• WORK ORDER:
Would you go through the records below and copy each line with the string "version"?

START RECORDS TO USE

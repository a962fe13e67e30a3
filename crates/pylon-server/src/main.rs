//! Pylon server binary.
//!
//! `serve` (the default) runs the TURN credential service, the WebSocket
//! signaling hub, and the REST API in one process. `apikey` manages the
//! bearer key used by the protected REST routes.

use std::net::SocketAddr;
use std::path::{Path, PathBuf};
use std::sync::Arc;

use anyhow::Context;
use clap::{Parser, Subcommand};
use tokio::signal::unix::{signal, SignalKind};
use tokio_util::sync::CancellationToken;
use tracing::{error, info, warn};

use pylon_core::config::{self, Config};
use pylon_core::tracing_init;

use pylon_server::api::{self, AppState};
use pylon_server::apikey;
use pylon_server::registry::PeerRegistry;
use pylon_server::signaling::SignalingHub;
use pylon_server::storage::ServiceStore;
use pylon_server::tls::TlsMode;
use pylon_server::turn::auth::TurnAuthenticator;
use pylon_server::turn::secrets::SecretRing;
use pylon_server::turn::server::TurnServer;

#[derive(Parser)]
#[command(name = "pylon-server")]
#[command(
    version,
    about = "Self-contained TURN/STUN server with WebRTC signaling and a service catalog"
)]
struct Cli {
    /// Config file path.
    #[arg(short, long, global = true, default_value = "config.yaml")]
    config: PathBuf,

    #[command(subcommand)]
    command: Option<Command>,
}

#[derive(Subcommand)]
enum Command {
    /// Run the server (default).
    Serve,
    /// Manage API keys.
    Apikey {
        #[command(subcommand)]
        command: ApikeyCommand,
    },
}

#[derive(Subcommand)]
enum ApikeyCommand {
    /// Generate a new API key (creates a default config if needed).
    Generate,
    /// Replace the existing API key. Invalidates the old key.
    Rotate,
    /// Show API key status.
    Status,
}

#[tokio::main]
async fn main() -> anyhow::Result<()> {
    let cli = Cli::parse();

    match cli.command.unwrap_or(Command::Serve) {
        Command::Serve => serve(&cli.config).await,
        Command::Apikey { command } => match command {
            ApikeyCommand::Generate => generate_api_key(&cli.config),
            ApikeyCommand::Rotate => rotate_api_key(&cli.config),
            ApikeyCommand::Status => api_key_status(&cli.config),
        },
    }
}

async fn serve(config_path: &Path) -> anyhow::Result<()> {
    let cfg = Config::load(config_path)
        .with_context(|| format!("loading config {}", config_path.display()))?;

    tracing_init::init_tracing(
        &tracing_init::default_filter(&cfg.logging.level),
        cfg.logging.format == "json",
    );

    if cfg.api.api_key.hash.is_empty() {
        anyhow::bail!(
            "no API key configured in {path}\n\
             Generate one with:\n    pylon-server apikey generate -c {path}",
            path = config_path.display()
        );
    }

    info!(
        version = env!("CARGO_PKG_VERSION"),
        domain = %cfg.domain,
        "Starting pylon server"
    );
    info!(created_at = %cfg.api.api_key.created_at, "API key validated");

    // One ring for the whole process: API handlers, signaling hub, and
    // the TURN authenticator all observe rotation through it.
    let secrets = Arc::new(SecretRing::new(
        cfg.turn.auth.secret.clone(),
        cfg.turn.auth.old_secrets.clone(),
        cfg.turn.auth.ttl_seconds,
    ));

    let tls_config = TlsMode::from_cert_dir(&cfg.cert_dir)
        .server_config()
        .context("loading TLS certificates")?;
    if tls_config.is_none() {
        info!(cert_dir = %cfg.cert_dir.display(), "No TLS certificates found, TLS listeners disabled");
    }

    let authenticator = Arc::new(
        TurnAuthenticator::from_config(&cfg.turn.auth, Arc::clone(&secrets))
            .map_err(|e| anyhow::anyhow!("invalid TURN auth configuration: {e}"))?,
    );

    let turn_server = TurnServer::bind(&cfg.turn, authenticator, tls_config)
        .await
        .context("starting TURN listeners")?;

    let db_path = cfg.storage.database_path();
    let store = ServiceStore::open(&db_path)
        .await
        .with_context(|| format!("opening service store {}", db_path.display()))?;
    info!(path = %db_path.display(), "Storage initialized");

    let registry = Arc::new(PeerRegistry::new());
    let hub = Arc::new(SignalingHub::new(
        &cfg.signaling,
        cfg.turn.clone(),
        Arc::clone(&registry),
        store.clone(),
        Arc::clone(&secrets),
    ));
    tokio::spawn(Arc::clone(&hub).run_cleanup());

    let state = AppState {
        hub: Arc::clone(&hub),
        registry,
        store,
        secrets: Arc::clone(&secrets),
        turn: cfg.turn.clone(),
    };
    let router = api::build_router(state, cfg.api.api_key.hash.clone(), &cfg.api.cors_origins);

    let addr = SocketAddr::from(([0, 0, 0, 0], cfg.api.port));
    let listener = tokio::net::TcpListener::bind(addr)
        .await
        .with_context(|| format!("binding HTTP listener on {addr}"))?;
    info!(%addr, "HTTP server listening (REST API + WebSocket signaling)");

    let http_shutdown = CancellationToken::new();
    let http_task = tokio::spawn({
        let shutdown = http_shutdown.clone();
        async move {
            let serve = axum::serve(listener, router)
                .with_graceful_shutdown(shutdown.cancelled_owned());
            if let Err(e) = serve.await {
                error!(error = %e, "HTTP server error");
            }
        }
    });

    info!("Server initialized successfully");

    run_signal_loop(config_path, &secrets).await?;

    info!("Shutting down");
    http_shutdown.cancel();
    hub.shutdown().await;
    turn_server.shutdown();
    let _ = http_task.await;
    info!("Server stopped");

    Ok(())
}

/// Block until SIGINT/SIGTERM. SIGHUP reloads the config file and applies
/// the TURN secrets to the shared ring; a failed reload keeps the old
/// secrets.
async fn run_signal_loop(config_path: &Path, secrets: &Arc<SecretRing>) -> anyhow::Result<()> {
    let mut sighup = signal(SignalKind::hangup()).context("installing SIGHUP handler")?;
    let mut sigterm = signal(SignalKind::terminate()).context("installing SIGTERM handler")?;

    loop {
        tokio::select! {
            _ = tokio::signal::ctrl_c() => {
                info!("Received interrupt signal");
                return Ok(());
            }
            _ = sigterm.recv() => {
                info!("Received termination signal");
                return Ok(());
            }
            _ = sighup.recv() => {
                info!("Received SIGHUP, reloading configuration");
                match Config::load(config_path) {
                    Ok(new_cfg) => {
                        secrets.rotate(
                            new_cfg.turn.auth.secret,
                            new_cfg.turn.auth.old_secrets,
                            new_cfg.turn.auth.ttl_seconds,
                        );
                        info!("Configuration reloaded successfully");
                    }
                    Err(e) => {
                        warn!(error = %e, "Failed to reload config, keeping current secrets");
                    }
                }
            }
        }
    }
}

fn generate_api_key(config_path: &Path) -> anyhow::Result<()> {
    if config_path.exists() {
        let cfg = Config::load_unchecked(config_path)?;
        if !cfg.api.api_key.hash.is_empty() {
            anyhow::bail!(
                "an API key is already configured\n\
                 Use 'pylon-server apikey rotate' to replace it."
            );
        }
    } else {
        println!(
            "Config file not found. Creating default config at: {}",
            config_path.display()
        );
        Config::default_template().save(config_path)?;
        println!("Default configuration created.");
        println!();
    }

    let (key, digest) = apikey::generate_with_hash()?;
    config::set_api_key(config_path, &digest, &apikey::created_at())?;

    println!("New API key generated:");
    println!();
    println!("    {key}");
    println!();
    println!("IMPORTANT: Save this key securely. It will not be shown again.");
    println!("API key hash saved to: {}", config_path.display());
    println!();
    println!("The config file permissions have been set to 0600 (owner read/write only).");

    Ok(())
}

fn rotate_api_key(config_path: &Path) -> anyhow::Result<()> {
    let cfg = Config::load_unchecked(config_path)?;
    if cfg.api.api_key.hash.is_empty() {
        anyhow::bail!(
            "no API key is currently configured\n\
             Use 'pylon-server apikey generate' to create one."
        );
    }

    println!("WARNING: This will invalidate the current API key.");
    print!("Are you sure you want to continue? (yes/no): ");
    use std::io::Write;
    std::io::stdout().flush()?;

    let mut response = String::new();
    std::io::stdin().read_line(&mut response)?;
    if response.trim() != "yes" {
        println!("Rotation cancelled.");
        return Ok(());
    }

    let (key, digest) = apikey::generate_with_hash()?;
    config::set_api_key(config_path, &digest, &apikey::created_at())?;

    println!();
    println!("API key rotated successfully:");
    println!();
    println!("    {key}");
    println!();
    println!("IMPORTANT: Save this key securely. It will not be shown again.");
    println!("API key hash saved to: {}", config_path.display());
    println!();
    println!("Remember to update all clients using the old API key.");

    Ok(())
}

fn api_key_status(config_path: &Path) -> anyhow::Result<()> {
    let cfg = Config::load_unchecked(config_path)?;

    if cfg.api.api_key.hash.is_empty() {
        println!("Status: No API key configured");
        println!();
        println!("Generate an API key with:");
        println!("    pylon-server apikey generate -c {}", config_path.display());
    } else {
        println!("Status: API key configured");
        if !cfg.api.api_key.created_at.is_empty() {
            println!("Created: {}", cfg.api.api_key.created_at);
        }
        let prefix: String = cfg.api.api_key.hash.chars().take(20).collect();
        println!("Hash: {prefix}...");
    }

    Ok(())
}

END RECORDS TO USE

• ANSWER TO THIS PROBLEM:
    version,
        version = env!("CARGO_PKG_VERSION"),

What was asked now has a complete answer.